Abu Dhabi’s Technology Innovation Institute (TII) has released “Falcon 3”, the latest version of its open-source large language model (LLM) series – trained on 14 trillion tokens but capable of operating on a single GPU.
TII’s Falcon 3, licensed under an Apache 2.0-based license that “includes an acceptable use policy which promotes the responsible use of AI.”
The suite of models (Falcon3-1B, -3B, -7B and -10B) are currently text only but will get multi-modal capabilities as early as January 2025, TII said.
It had released its Falcon 2 family of models in May this year.
Falcon 3’s architecture is based on a decoder-only design using flash attention 2 to grouped query attention. It integrates Grouped Query Attention (GQA) to share parameters, minimizing memory for Key-Value (KV) cache during inference, ensuring faster and more efficient operations – TII.
The models appear to perform highly on multiple benchmarks; its 7B-Base version is on par with Alibaba's Qwen2.5-7B in the under-9B category and its 10B-Base a category leader in the under-13B category. (TII chart below.)
"Falcon’s quantized [a way of making models faster and less memory-intensive] versions, such as GGUF, AWQ, and GPTQ (in int4, int8, and 1.58 Bitnet), make it highly efficient, even for resource-constrained environments," Abu Dhabi's TII explained. "Optimized for lightweight systems... with both Base and Instruct versions tailored for different needs. Falcon 3 models can be further customized through tools like vLLM, Llama.cpp, and MLX, ensuring seamless adoption for developers."
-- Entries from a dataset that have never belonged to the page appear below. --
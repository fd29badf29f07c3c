pub mod analytics;
pub mod click;
pub mod record;
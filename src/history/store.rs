use crate::history::reconcile::RefreshOutcome;
use crate::models::record::{RecordState, ShortLinkRecord, HISTORY_CAP};
use std::collections::HashSet;
use thiserror::Error;

#[derive(Debug, Error)]
pub enum StoreError {
    #[error("sqlite error: {0}")]
    Sqlite(#[from] rusqlite::Error),
    #[error("serialization error: {0}")]
    Serialization(#[from] serde_json::Error),
    #[error("slot unavailable: {0}")]
    Unavailable(String),
}

/// The one durable slot holding the serialized history.
pub trait RecordSlot: Send {
    fn read(&self) -> Result<Option<String>, StoreError>;
    fn write(&self, raw: &str) -> Result<(), StoreError>;
}

/// Bounded, newest-first history of created links backed by a [`RecordSlot`].
///
/// Reads and writes to the slot never fail the caller: a missing or corrupt
/// slot loads as an empty history, and a failed write is logged while the
/// in-memory records keep serving.
pub struct HistoryStore {
    records: Vec<ShortLinkRecord>,
    slot: Box<dyn RecordSlot>,
}

impl HistoryStore {
    pub fn load(slot: Box<dyn RecordSlot>) -> Self {
        let records = match slot.read() {
            Ok(Some(raw)) => match serde_json::from_str::<Vec<ShortLinkRecord>>(&raw) {
                Ok(records) => sanitize(records),
                Err(e) => {
                    log::warn!("history slot is corrupt, starting empty: {e}");
                    Vec::new()
                }
            },
            Ok(None) => Vec::new(),
            Err(e) => {
                log::warn!("could not read history slot, starting empty: {e}");
                Vec::new()
            }
        };
        Self { records, slot }
    }

    pub fn records(&self) -> &[ShortLinkRecord] {
        &self.records
    }

    pub fn snapshot(&self) -> Vec<ShortLinkRecord> {
        self.records.clone()
    }

    pub fn get(&self, short_code: &str) -> Option<&ShortLinkRecord> {
        self.records.iter().find(|r| r.short_code == short_code)
    }

    pub fn len(&self) -> usize {
        self.records.len()
    }

    pub fn is_empty(&self) -> bool {
        self.records.is_empty()
    }

    /// Prepend `record`, replacing any entry with the same short code, and
    /// evict the oldest entries beyond [`HISTORY_CAP`].
    pub fn insert(&mut self, record: ShortLinkRecord) {
        self.records.retain(|r| r.short_code != record.short_code);
        self.records.insert(0, record);
        self.records.truncate(HISTORY_CAP);
        self.persist();
    }

    /// Returns whether a record was removed. Absent codes are a no-op.
    pub fn remove(&mut self, short_code: &str) -> bool {
        let before = self.records.len();
        self.records.retain(|r| r.short_code != short_code);
        self.persist();
        self.records.len() != before
    }

    pub fn remove_by_id(&mut self, id: &str) -> bool {
        let before = self.records.len();
        self.records.retain(|r| r.id != id);
        self.persist();
        self.records.len() != before
    }

    /// Store a freshly fetched count for one code. Returns whether the code is
    /// still in the history.
    pub fn record_count(&mut self, short_code: &str, visit_count: u64) -> bool {
        let Some(current) = self.records.iter_mut().find(|r| r.short_code == short_code) else {
            return false;
        };
        if current.visit_count != visit_count {
            current.visit_count = visit_count;
            self.persist();
        }
        true
    }

    /// Merge a settled refresh batch into the current records.
    ///
    /// Only `visit_count` is written, and only for codes that reconciled and
    /// are still present. Records deleted while the batch was in flight stay
    /// deleted, and a failed fetch never overwrites a count stored meanwhile.
    pub fn apply_refresh(&mut self, outcome: &RefreshOutcome) {
        let pruned: HashSet<&str> = outcome.pruned.iter().map(String::as_str).collect();
        self.records
            .retain(|r| !pruned.contains(r.short_code.as_str()));

        let reconciled = outcome.records.iter().filter(|fresh| {
            outcome.states.get(&fresh.short_code) == Some(&RecordState::Reconciled)
        });
        for fresh in reconciled {
            if let Some(current) = self
                .records
                .iter_mut()
                .find(|r| r.short_code == fresh.short_code)
            {
                current.visit_count = fresh.visit_count;
            }
        }
        self.persist();
    }

    /// Best-effort write of the full collection. Returns whether it landed.
    pub fn persist(&self) -> bool {
        let raw = match serde_json::to_string(&self.records) {
            Ok(raw) => raw,
            Err(e) => {
                log::warn!("could not serialize history: {e}");
                return false;
            }
        };
        match self.slot.write(&raw) {
            Ok(()) => true,
            Err(e) => {
                log::warn!("could not save history, keeping in-memory copy: {e}");
                false
            }
        }
    }
}

fn sanitize(records: Vec<ShortLinkRecord>) -> Vec<ShortLinkRecord> {
    let mut seen = HashSet::new();
    let mut out: Vec<ShortLinkRecord> = records
        .into_iter()
        .filter(|r| seen.insert(r.short_code.clone()))
        .collect();
    out.truncate(HISTORY_CAP);
    out
}
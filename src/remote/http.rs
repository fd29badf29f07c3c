use super::dto::{
    AnalyticsResponse, DetailedAnalyticsResponse, ErrorResponse, RecentClicksResponse,
    ShortenRequest, ShortenResponse,
};
use super::{CreatedLink, DetailedRange, LinkCount, RemoteApi, RemoteError};
use crate::models::click::ClickSample;
use async_trait::async_trait;
use chrono::NaiveDate;
use reqwest::{Client, Response, StatusCode};
use serde::de::DeserializeOwned;
use std::time::Duration;
use url::Url;

/// JSON client for the short-link service.
#[derive(Clone)]
pub struct HttpRemote {
    http: Client,
    base: Url,
}

impl HttpRemote {
    pub fn new(base_url: &str, timeout: Duration) -> Result<Self, RemoteError> {
        let base = Url::parse(base_url)
            .map_err(|e| RemoteError::Validation(format!("invalid api base url {base_url}: {e}")))?;
        if base.cannot_be_a_base() {
            return Err(RemoteError::Validation(format!(
                "api base url cannot hold paths: {base_url}"
            )));
        }
        let http = Client::builder().timeout(timeout).build()?;
        Ok(Self { http, base })
    }

    fn endpoint(&self, segments: &[&str]) -> Url {
        let mut url = self.base.clone();
        if let Ok(mut path) = url.path_segments_mut() {
            path.pop_if_empty().extend(segments);
        }
        url
    }

    async fn decode<T: DeserializeOwned>(response: Response) -> Result<T, RemoteError> {
        let status = response.status();
        if status.is_success() {
            return response
                .json::<T>()
                .await
                .map_err(|e| RemoteError::Decode(e.to_string()));
        }
        let body = response.text().await.unwrap_or_default();
        Err(classify_status(status, &body))
    }
}

/// Maps a non-success status to a failure class by status code alone.
pub fn classify_status(status: StatusCode, body: &str) -> RemoteError {
    let message = serde_json::from_str::<ErrorResponse>(body)
        .map(|e| e.error)
        .ok()
        .filter(|m| !m.is_empty())
        .unwrap_or_else(|| {
            status
                .canonical_reason()
                .unwrap_or("unexpected status")
                .to_string()
        });

    match status {
        StatusCode::NOT_FOUND => RemoteError::NotFound,
        StatusCode::BAD_REQUEST | StatusCode::UNPROCESSABLE_ENTITY | StatusCode::CONFLICT => {
            RemoteError::Validation(message)
        }
        other => RemoteError::Server {
            status: other.as_u16(),
            message,
        },
    }
}

#[async_trait]
impl RemoteApi for HttpRemote {
    async fn create_link(
        &self,
        url: &str,
        custom_alias: Option<&str>,
    ) -> Result<CreatedLink, RemoteError> {
        let body = ShortenRequest {
            url,
            custom: custom_alias,
        };
        let response = self
            .http
            .post(self.endpoint(&["shorten"]))
            .json(&body)
            .send()
            .await?;
        let created: ShortenResponse = Self::decode(response).await?;
        Ok(CreatedLink {
            short_code: created.short,
            expires_at: Some(created.expires).filter(|ts| *ts > 0),
        })
    }

    async fn visit_count(&self, short_code: &str) -> Result<LinkCount, RemoteError> {
        let response = self
            .http
            .get(self.endpoint(&["analytics", short_code]))
            .send()
            .await?;
        let data: AnalyticsResponse = Self::decode(response).await?;
        Ok(LinkCount {
            short_code: data.short,
            original_url: data.original,
            visit_count: data.visit_count,
        })
    }

    async fn detailed_range(
        &self,
        short_code: &str,
        from: NaiveDate,
        to: NaiveDate,
    ) -> Result<DetailedRange, RemoteError> {
        let from = from.format("%Y-%m-%d").to_string();
        let to = to.format("%Y-%m-%d").to_string();
        let response = self
            .http
            .get(self.endpoint(&["analytics", short_code, "detailed"]))
            .query(&[("from", from.as_str()), ("to", to.as_str())])
            .send()
            .await?;
        let data: DetailedAnalyticsResponse = Self::decode(response).await?;
        Ok(DetailedRange {
            daily_clicks: data.daily_clicks,
            mobile_percentage: data.mobile_percentage.min(100),
        })
    }

    async fn recent_clicks(
        &self,
        short_code: &str,
        limit: usize,
    ) -> Result<Vec<ClickSample>, RemoteError> {
        let response = self
            .http
            .get(self.endpoint(&["analytics", short_code, "recent-clicks"]))
            .query(&[("limit", limit.to_string())])
            .send()
            .await?;
        let data: RecentClicksResponse = Self::decode(response).await?;
        let total = data.clicks.len();
        let samples: Vec<ClickSample> = data
            .clicks
            .into_iter()
            .filter_map(|click| click.into_sample())
            .collect();
        if samples.len() < total {
            log::warn!(
                "dropped {} recent clicks for {short_code} with unreadable timestamps",
                total - samples.len()
            );
        }
        Ok(samples)
    }

    fn short_url(&self, short_code: &str) -> String {
        self.endpoint(&["s", short_code]).to_string()
    }
}
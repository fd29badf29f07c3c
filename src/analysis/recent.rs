use crate::models::click::{ClickSample, RecentClick, RelativeAge};
use chrono::{DateTime, Utc};

/// Floor the age of `occurred_at` to seconds, minutes, hours or days.
/// Timestamps in the future count as 0 seconds old.
pub fn relative_age(occurred_at: DateTime<Utc>, now: DateTime<Utc>) -> RelativeAge {
    let secs = (now - occurred_at).num_seconds().max(0);
    if secs < 60 {
        RelativeAge::Seconds(secs)
    } else if secs < 3_600 {
        RelativeAge::Minutes(secs / 60)
    } else if secs < 86_400 {
        RelativeAge::Hours(secs / 3_600)
    } else {
        RelativeAge::Days(secs / 86_400)
    }
}

/// Most recent `limit` clicks, newest first, aged against the current time.
pub fn recent_clicks_view(clicks: &[ClickSample], limit: usize) -> Vec<RecentClick> {
    recent_clicks_view_at(clicks, limit, Utc::now())
}

pub fn recent_clicks_view_at(
    clicks: &[ClickSample],
    limit: usize,
    now: DateTime<Utc>,
) -> Vec<RecentClick> {
    let mut sorted: Vec<&ClickSample> = clicks.iter().collect();
    sorted.sort_by(|a, b| b.occurred_at.cmp(&a.occurred_at));

    sorted
        .into_iter()
        .take(limit)
        .map(|click| {
            let age = relative_age(click.occurred_at, now);
            RecentClick {
                click: click.clone(),
                age,
                label: age.to_string(),
            }
        })
        .collect()
}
A quick play with the demo by The Stack showed that the good engineers of Abu Dhabhi have no more managed to do away with rampant hallucinations than those of the US or China, but Falcon 3's lightweight capabilities and benchmark performance will interest many.
Dr. Hakim Hacid, Chief Researcher of the TII’s AI and Digital Science Research Center (AIDRC), said in a canned statement: “AI is fast evolving, and we are glad to be an active part of this journey. Falcon 3 pushes the boundaries of small LLMs further, contributing to the open-source community by providing access to a better-performing AI."